In questi giorni è tornato dominante il dibattito intorno alla terapia dei tumori maligni, dopo che la cronaca nazionale ha messo in luce le scelte di due persone ammalate di cancro che hanno rifiutato la chemioterapia affidandosi a cure alternative, con esito nefasto.
A questo riguardo, il presidente di AIOM Carmine Pinto ha pubblicato questo significativo intervento a difesa dell’evoluzione terapeutica in ambito chemioterapico
mettendo in luce come nel corso degli anni l’efficacia delle terapie sia notevolmente migliorata e gli effetti collaterali risultino sensibilmente ridotti.
Come riportato nell’intervento, a differenza di molti anni fa, ora il 68% delle persone a cui viene diagnosticato un tumore riesce a sopravvivere alla malattia, con picchi del 91% e 87% per quel che riguarda i tumori di prostata e seno; anche l’aspettativa e la qualità della vita sono state incrementate per chi riceve una diagnosi di cancro in uno stadio già avanzato grazie all’evoluzione nella chemioterapia.

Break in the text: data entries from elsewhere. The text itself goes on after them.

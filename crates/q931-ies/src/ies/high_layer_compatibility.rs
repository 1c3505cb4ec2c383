use core::fmt;

use q931_core::{BitBuffer, IeParseErr, expect_ext};

use crate::enums::coding_standard::CodingStandard;

pub const HLC_TELEPHONY: u8 = 0x01;
pub const HLC_FACSIMILE_G3: u8 = 0x04;

/// Q.931 4.5.17 High layer compatibility
#[derive(Debug, Clone, Copy, PartialEq, Eq)]
pub struct HighLayerCompatibility {
    pub coding_standard: CodingStandard,
    /// 3 bits, 4 = first high layer characteristics identification to be used
    pub interpretation: u8,
    /// 2 bits, 1 = high layer protocol profile
    pub presentation: u8,
    /// 7 bits
    pub characteristics: u8,
    /// Octet 4a, 7 bits
    pub extended_characteristics: Option<u8>,
}

impl HighLayerCompatibility {
    pub fn new(characteristics: u8) -> Self {
        HighLayerCompatibility {
            coding_standard: CodingStandard::Ccitt,
            interpretation: 4,
            presentation: 1,
            characteristics,
            extended_characteristics: None,
        }
    }

    pub fn from_bitbuf(buffer: &mut BitBuffer) -> Result<Self, IeParseErr> {
        // Octet 3
        let ext_3 = buffer.read_field(1, "ext_3")?;
        expect_ext!(ext_3, 1, "octet 3")?;
        let val = buffer.read_field(2, "coding_standard")?;
        let coding_standard = CodingStandard::try_from(val).map_err(|_| IeParseErr::InvalidValue { field: "coding_standard", value: val })?;
        let interpretation = buffer.read_field(3, "interpretation")? as u8;
        let presentation = buffer.read_field(2, "presentation")? as u8;

        // Octet 4
        let ext_4 = buffer.read_field(1, "ext_4")?;
        let characteristics = buffer.read_field(7, "characteristics")? as u8;

        // Octet 4a
        let extended_characteristics = if ext_4 == 0 {
            let ext_4a = buffer.read_field(1, "ext_4a")?;
            expect_ext!(ext_4a, 1, "octet 4a")?;
            Some(buffer.read_field(7, "extended_characteristics")? as u8)
        } else {
            None
        };

        Ok(HighLayerCompatibility {
            coding_standard,
            interpretation,
            presentation,
            characteristics,
            extended_characteristics,
        })
    }

    pub fn to_bitbuf(&self, buffer: &mut BitBuffer) -> Result<(), IeParseErr> {
        buffer.write_bits(1, 1);
        buffer.write_bits(self.coding_standard.into_raw(), 2);
        buffer.write_bits(self.interpretation as u64 & 0x07, 3);
        buffer.write_bits(self.presentation as u64 & 0x03, 2);

        buffer.write_bits(self.extended_characteristics.is_none() as u64, 1);
        buffer.write_bits(self.characteristics as u64 & 0x7F, 7);
        if let Some(x) = self.extended_characteristics {
            buffer.write_bits(1, 1);
            buffer.write_bits(x as u64 & 0x7F, 7);
        }
        Ok(())
    }
}

impl fmt::Display for HighLayerCompatibility {
    fn fmt(&self, f: &mut fmt::Formatter) -> fmt::Result {
        write!(
            f,
            "HighLayerCompatibility {{ coding_standard: {} characteristics: 0x{:02x} extended: {:?} }}",
            self.coding_standard, self.characteristics, self.extended_characteristics
        )
    }
}

#[cfg(test)]
mod tests {
    use super::*;

    #[test]
    fn test_hlc_telephony() {
        let hlc = HighLayerCompatibility::new(HLC_TELEPHONY);
        let mut buf = BitBuffer::new_autoexpand(16);
        hlc.to_bitbuf(&mut buf).unwrap();
        let bytes = buf.into_bytes();
        assert_eq!(bytes, vec![0x91, 0x81]);
        let mut rd = BitBuffer::from_bytes(&bytes);
        assert_eq!(HighLayerCompatibility::from_bitbuf(&mut rd).unwrap(), hlc);
    }
}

Per quale motivo quindi esiste tuttora una diffusa messa in discussione delle terapie che la medicina convenzionale offre in ambito oncologico da parte della popolazione?
Trattando argomenti molto delicati, è sempre necessario fermarsi di fronte ai numeri che stiamo analizzando, perché quando la statistica si basa sugli esseri umani è grande il rischio di equiparare singole persone a dati numerici, e ciò non deve succedere.

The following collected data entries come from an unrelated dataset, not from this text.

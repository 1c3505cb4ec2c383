use core::fmt;

use crate::chanset::Chanset;
use crate::call::CallId;

#[derive(Debug, Clone, Copy, PartialEq, Eq)]
pub enum ChannelState {
    /// Out of service until restarted
    Maintenance,
    Available,
    /// Offered to the peer but not yet accepted
    Proposed,
    /// Bound to a call
    Selected,
    /// B-channel switched through
    Connected,
    /// Call is clearing, B-channel no longer switched
    Disconnected,
}

impl fmt::Display for ChannelState {
    fn fmt(&self, f: &mut fmt::Formatter<'_>) -> fmt::Result {
        fmt::Debug::fmt(self, f)
    }
}

/// One B-channel of an interface
#[derive(Debug, Clone)]
pub struct Channel {
    /// Channel number, B1 is 1. On primary rate this is the timeslot number.
    pub id: u8,
    pub state: ChannelState,
    pub call: Option<CallId>,
}

impl Channel {
    pub fn new(id: u8) -> Self {
        Channel { id, state: ChannelState::Available, call: None }
    }

    pub fn is_available(&self) -> bool {
        self.state == ChannelState::Available
    }

    fn set_state(&mut self, state: ChannelState) {
        tracing::trace!("B{} {} -> {}", self.id, self.state, state);
        self.state = state;
    }

    pub fn propose(&mut self, call: CallId) {
        self.set_state(ChannelState::Proposed);
        self.call = Some(call);
    }

    pub fn select(&mut self, call: CallId) {
        self.set_state(ChannelState::Selected);
        self.call = Some(call);
    }

    pub fn connect(&mut self) {
        self.set_state(ChannelState::Connected);
    }

    pub fn disconnect(&mut self) {
        if self.state == ChannelState::Connected {
            self.set_state(ChannelState::Disconnected);
        }
    }

    /// Return to the pool; a channel in maintenance stays there
    pub fn release(&mut self) {
        if self.state != ChannelState::Maintenance {
            self.set_state(ChannelState::Available);
        }
        self.call = None;
    }

    pub fn set_maintenance(&mut self) {
        self.set_state(ChannelState::Maintenance);
        self.call = None;
    }

    /// Bring back into service after a restart
    pub fn restart(&mut self) {
        self.set_state(ChannelState::Available);
        self.call = None;
    }
}

/// Channels sized for an interface with `count` B-channels.
/// Primary rate numbering skips timeslot 16, which carries the D-channel.
pub fn channels_for(count: usize) -> Vec<Channel> {
    if count <= 2 {
        (1..=count as u8).map(Channel::new).collect()
    } else {
        (1..=31u8).filter(|ts| *ts != 16).take(count).map(Channel::new).collect()
    }
}

/// First available channel, without taking it
pub fn channel_select(channels: &[Channel]) -> Option<u8> {
    channels.iter().find(|c| c.is_available()).map(|c| c.id)
}

/// First available channel among `candidates`, or among all channels if `candidates` is empty
pub fn channel_select_from(channels: &[Channel], candidates: &Chanset) -> Option<u8> {
    if candidates.is_empty() {
        return channel_select(channels);
    }
    channels.iter().find(|c| c.is_available() && candidates.contains(c.id)).map(|c| c.id)
}

/// Take the first available channel for `call`
pub fn channel_alloc(channels: &mut [Channel], call: CallId) -> Option<u8> {
    let chan = channels.iter_mut().find(|c| c.is_available())?;
    chan.select(call);
    Some(chan.id)
}

pub fn channel_by_id(channels: &mut [Channel], id: u8) -> Option<&mut Channel> {
    channels.iter_mut().find(|c| c.id == id)
}
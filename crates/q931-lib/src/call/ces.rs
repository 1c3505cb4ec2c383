use q931_ies::enums::call_state_value::CallStateValue;

use crate::transport::DlcId;

/// One terminal's leg of a broadcast SETUP on a multipoint interface
#[derive(Debug, Clone)]
pub struct Ces {
    pub tei: u8,
    pub dlc: DlcId,
    pub state: CallStateValue,
    pub(crate) t308_expired: bool,
}

impl Ces {
    pub fn new(tei: u8, dlc: DlcId) -> Self {
        Ces { tei, dlc, state: CallStateValue::Null, t308_expired: false }
    }

    pub fn set_state(&mut self, state: CallStateValue) {
        if self.state != state {
            tracing::trace!(tei = self.tei, "CES {} -> {}", self.state, state);
            self.state = state;
        }
    }

    /// Still a candidate for selection
    pub fn is_responding(&self) -> bool {
        matches!(
            self.state,
            CallStateValue::OverlapSending
                | CallStateValue::OutgoingCallProceeding
                | CallStateValue::CallDelivered
                | CallStateValue::ConnectRequest
        )
    }

    /// Progress of the leg towards answer
    pub fn rank(&self) -> u8 {
        state_rank(self.state)
    }
}

/// Ordering of outgoing call states by progress towards answer
pub(crate) fn state_rank(state: CallStateValue) -> u8 {
    match state {
        CallStateValue::OverlapSending => 1,
        CallStateValue::OutgoingCallProceeding => 2,
        CallStateValue::CallDelivered => 3,
        CallStateValue::ConnectRequest => 4,
        _ => 0,
    }
}
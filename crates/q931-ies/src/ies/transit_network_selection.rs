use core::fmt;

use q931_core::{BitBuffer, IeParseErr};

use crate::fields::network_id::NetworkIdentification;

/// Q.931 4.5.29 Transit network selection
#[derive(Debug, Clone, PartialEq, Eq)]
pub struct TransitNetworkSelection {
    pub network: NetworkIdentification,
}

impl TransitNetworkSelection {
    pub fn from_bitbuf(buffer: &mut BitBuffer) -> Result<Self, IeParseErr> {
        Ok(TransitNetworkSelection { network: NetworkIdentification::from_bitbuf(buffer)? })
    }

    pub fn to_bitbuf(&self, buffer: &mut BitBuffer) -> Result<(), IeParseErr> {
        self.network.to_bitbuf(buffer)
    }
}

impl fmt::Display for TransitNetworkSelection {
    fn fmt(&self, f: &mut fmt::Formatter) -> fmt::Result {
        write!(f, "TransitNetworkSelection {{ {} }}", self.network)
    }
}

Affermando che il 68% delle persone sopravvive ad una diagnosi di tumore maligno, stiamo anche dicendo che il 32% muore; nel 2015 in Italia ci sono state oltre 360.000 diagnosi di cancro, significa appena meno di 1000 casi ogni giorno (fonte: AIMaC – Associazione Italiana Malati di Cancro attraverso Associazione italiana registri tumori AIRTUM).
Le persone quindi coinvolte in quel 32% sono 115.200, con le relative famiglie, difficoltà, paure e limitazioni. Nel momento in cui la medicina cerca di mettere in luce i propri reali e inconfutabili progressi in ambito oncologico, si relaziona anche con l’evidenza di un’efficacia ancora insoddisfacente per moltissime persone, che di cancro muoiono e moriranno.

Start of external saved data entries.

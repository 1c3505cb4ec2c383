/// Q.931 4.5.5 User information layer 1 protocol
/// Bits: 5
#[derive(Debug, Clone, Copy, PartialEq, Eq, Hash)]
#[repr(u8)]
pub enum UserInfoLayer1 {
    V110 = 1,
    G711Mulaw = 2,
    G711Alaw = 3,
    G721 = 4,
    H221 = 5,
    H223 = 6,
    NonItuRateAdaption = 7,
    V120 = 8,
    X31Hdlc = 9,
}

impl std::convert::TryFrom<u64> for UserInfoLayer1 {
    type Error = ();
    fn try_from(x: u64) -> Result<Self, Self::Error> {
        match x {
            1 => Ok(UserInfoLayer1::V110),
            2 => Ok(UserInfoLayer1::G711Mulaw),
            3 => Ok(UserInfoLayer1::G711Alaw),
            4 => Ok(UserInfoLayer1::G721),
            5 => Ok(UserInfoLayer1::H221),
            6 => Ok(UserInfoLayer1::H223),
            7 => Ok(UserInfoLayer1::NonItuRateAdaption),
            8 => Ok(UserInfoLayer1::V120),
            9 => Ok(UserInfoLayer1::X31Hdlc),
            _ => Err(()),
        }
    }
}

impl UserInfoLayer1 {
    /// Convert this enum back into the raw integer value
    pub fn into_raw(self) -> u64 {
        match self {
            UserInfoLayer1::V110 => 1,
            UserInfoLayer1::G711Mulaw => 2,
            UserInfoLayer1::G711Alaw => 3,
            UserInfoLayer1::G721 => 4,
            UserInfoLayer1::H221 => 5,
            UserInfoLayer1::H223 => 6,
            UserInfoLayer1::NonItuRateAdaption => 7,
            UserInfoLayer1::V120 => 8,
            UserInfoLayer1::X31Hdlc => 9,
        }
    }
}

impl From<UserInfoLayer1> for u64 {
    fn from(e: UserInfoLayer1) -> Self {
        e.into_raw()
    }
}

impl core::fmt::Display for UserInfoLayer1 {
    fn fmt(&self, f: &mut core::fmt::Formatter<'_>) -> core::fmt::Result {
        match self {
            UserInfoLayer1::V110 => write!(f, "V110"),
            UserInfoLayer1::G711Mulaw => write!(f, "G711Mulaw"),
            UserInfoLayer1::G711Alaw => write!(f, "G711Alaw"),
            UserInfoLayer1::G721 => write!(f, "G721"),
            UserInfoLayer1::H221 => write!(f, "H221"),
            UserInfoLayer1::H223 => write!(f, "H223"),
            UserInfoLayer1::NonItuRateAdaption => write!(f, "NonItuRateAdaption"),
            UserInfoLayer1::V120 => write!(f, "V120"),
            UserInfoLayer1::X31Hdlc => write!(f, "X31Hdlc"),
        }
    }
}
use std::collections::BTreeMap;

use q931_config::{IntfConfig, Role};
use q931_ies::enums::location::Location;
use q931_ies::ies::ChannelInterfaceType;
use q931_ies::message::CallRef;

use crate::call::CallId;
use crate::channel::{Channel, channels_for};
use crate::chanset::Chanset;
use crate::dlc::Dlc;
use crate::global_call::GlobalCall;
use crate::transport::{DlcId, IntfId, TEI_P2P};

/// Call suspended on the network side, waiting for RESUME
#[derive(Debug, Clone)]
pub struct ParkedCall {
    pub call: CallId,
    pub identity: Vec<u8>,
    pub channels: Chanset,
}

/// One signalling interface
pub struct Intf {
    pub id: IntfId,
    pub config: IntfConfig,
    pub channels: Vec<Channel>,
    /// Data links by TEI. Point-to-point interfaces and the user side use TEI_P2P only.
    pub dlcs: BTreeMap<u8, Dlc>,
    pub global_call: GlobalCall,
    pub parked: Vec<ParkedCall>,
    next_call_reference: u16,
}

impl Intf {
    pub fn new(id: IntfId, config: IntfConfig) -> Self {
        let channels = channels_for(config.intf_type.channel_count());
        let mut intf = Intf {
            id,
            channels,
            dlcs: BTreeMap::new(),
            global_call: GlobalCall::new(),
            parked: Vec::new(),
            next_call_reference: 1,
            config,
        };
        if !intf.is_nt_multipoint() {
            intf.dlc_entry(TEI_P2P);
        }
        intf
    }

    pub fn name(&self) -> &str {
        &self.config.name
    }

    pub fn role(&self) -> Role {
        self.config.role
    }

    pub fn is_nt(&self) -> bool {
        self.config.role.is_nt()
    }

    /// Network side of a point-to-multipoint basic rate interface
    pub fn is_nt_multipoint(&self) -> bool {
        self.is_nt() && self.config.intf_type.is_multipoint()
    }

    pub fn callref_len(&self) -> u8 {
        self.config.call_reference_len
    }

    pub fn location(&self) -> Location {
        Location::from(self.config.network_role)
    }

    pub fn channel_interface_type(&self) -> ChannelInterfaceType {
        if self.config.intf_type.is_bra() { ChannelInterfaceType::Basic } else { ChannelInterfaceType::Primary }
    }

    /// DLC used for calls that are not bound to a specific terminal
    pub fn default_dlc(&self) -> DlcId {
        if self.is_nt_multipoint() { DlcId::broadcast(self.id) } else { DlcId::new(self.id, TEI_P2P) }
    }

    /// DLC for `tei`, created on first use
    pub fn dlc_entry(&mut self, tei: u8) -> &mut Dlc {
        let id = DlcId::new(self.id, tei);
        let autorelease = self.config.dlc_autorelease_time;
        self.dlcs.entry(tei).or_insert_with(|| {
            tracing::debug!(tei, "new DLC on {}", id.intf);
            Dlc::new(id, autorelease)
        })
    }

    pub fn channel_mut(&mut self, id: u8) -> Option<&mut Channel> {
        self.channels.iter_mut().find(|c| c.id == id)
    }

    pub fn has_channel(&self, id: u8) -> bool {
        self.channels.iter().any(|c| c.id == id)
    }

    pub fn all_channels(&self) -> Chanset {
        self.channels.iter().map(|c| c.id).collect()
    }

    /// Allocate a call reference value for an outgoing call.
    /// Values held by outstanding outgoing calls are skipped. Returns None when all values are taken.
    pub fn take_call_reference(&mut self, in_use: impl Fn(u16) -> bool) -> Option<u16> {
        let max = CallRef::max_value(self.callref_len());
        for _ in 0..max {
            let value = self.next_call_reference;
            self.next_call_reference = if value >= max { 1 } else { value + 1 };
            if !in_use(value) {
                return Some(value);
            }
        }
        None
    }
}

#[cfg(test)]
mod tests {
    use super::*;
    use q931_config::IntfType;
    use q931_core::debug;
    use std::collections::HashSet;

    #[test]
    fn test_call_reference_uniqueness() {
        debug::setup_logging_verbose();
        let mut intf = Intf::new(0, IntfConfig::new("A", Role::Te, IntfType::BraPointToPoint));
        let mut held = HashSet::new();
        for _ in 0..127 {
            let v = intf.take_call_reference(|v| held.contains(&v)).unwrap();
            assert!(v >= 1 && v <= 0x7F);
            assert!(held.insert(v), "value {} handed out twice", v);
        }
        // Space exhausted
        assert_eq!(intf.take_call_reference(|v| held.contains(&v)), None);

        // Freeing one value makes exactly that value available again
        held.remove(&42);
        assert_eq!(intf.take_call_reference(|v| held.contains(&v)), Some(42));
    }

    #[test]
    fn test_dlc_layout() {
        debug::setup_logging_verbose();
        let p2p = Intf::new(0, IntfConfig::new("A", Role::Nt, IntfType::BraPointToPoint));
        assert_eq!(p2p.dlcs.len(), 1);
        assert!(!p2p.default_dlc().is_broadcast());

        let mp = Intf::new(1, IntfConfig::new("B", Role::Nt, IntfType::BraMultipoint));
        assert!(mp.dlcs.is_empty());
        assert!(mp.default_dlc().is_broadcast());

        let pra = Intf::new(2, IntfConfig::new("C", Role::Te, IntfType::Pra));
        assert_eq!(pra.channels.len(), 30);
        assert_eq!(pra.channel_interface_type(), ChannelInterfaceType::Primary);
    }
}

Per ogni essere umano malato di cancro, non è tanto importante sapere che la medicina abbia fatto progressi nella probabilità statistica di salvargli la vita o di allungarla e migliorarla: ad una singola persona con un tumore interessa avere certezze riguardo la propria salvezza, e non sempre la medicina è in grado di soddisfare questa richiesta.
Esiste quindi una distanza tra medici e pazienti, un terreno che va lavorato perché essi mantengano contatto salvaguardando la reciproca fiducia.
Molto spesso avviene però che l’assenza o la carenza di mediazione nel dialogo e nell’ascolto tra malati e medici acuiscano questa distanza e rendano il terreno fertile a chi può inculcare l’idea che esista un’alternativa più efficace della chemioterapia e della medicina convenzionale.
La differenza di base tra queste due realtà è primariamente una: la medicina è una scienza ed è regolata da dimostrazioni e studi rigorosi, l’alternativa non ha organi di controllo monitoranti l’efficacia e l’attendibilità di ciò che propone.
Nell’era della navigazione on-line autonoma, attraverso la quale si possono trovare in rete molte informazioni dannose per la propria salute spacciate per terapie salvavita nascoste dalla medicina, è necessario che noi medici si dedichi molto più tempo di quanto non facciamo per lavorare quel terreno che ancora ci tiene distanti dalle persone ammalate, attraverso dialogo, ascolto, comprensione, discussione, confronto e chiarimento:
in questo modo possiamo mantenere vicina la fiducia delle persone che ci stanno affidando la propria sopravvivenza, alle quali garantiamo di offrire la miglior arma possibile per raggiungere l’obiettivo, ma non siamo ancora in grado di assicurare il raggiungimento dello stesso. Fidarsi della medicina e della chemioterapia passa inevitabilmente attraverso la fiducia che si prova nei confronti dei medici con cui ci si confronta.
La guerra in corso di combattimento ha due nemici: il primo è il cancro, il secondo è chi alimenta e vende illusioni scientificamente inattendibili.
Chi primariamente combatte la malattia, non è il medico bensì il paziente o, meglio ancora, la persona che è ammalata di cancro: noi medici in tutto questo siamo gli alleati, coloro i quali sono in grado di offrire gli strumenti attualmente più efficaci per potersi giocare la possibilità di vincere la sfida.
La fiducia non ci è dovuta solo per le statistiche che siamo in grado di evidenziare sui grandi numeri, ma soprattutto perché ogni singola persona riconosca che da noi è accolta, compresa, difesa e tutelata al meglio individualmente nella propria battaglia per la sopravvivenza.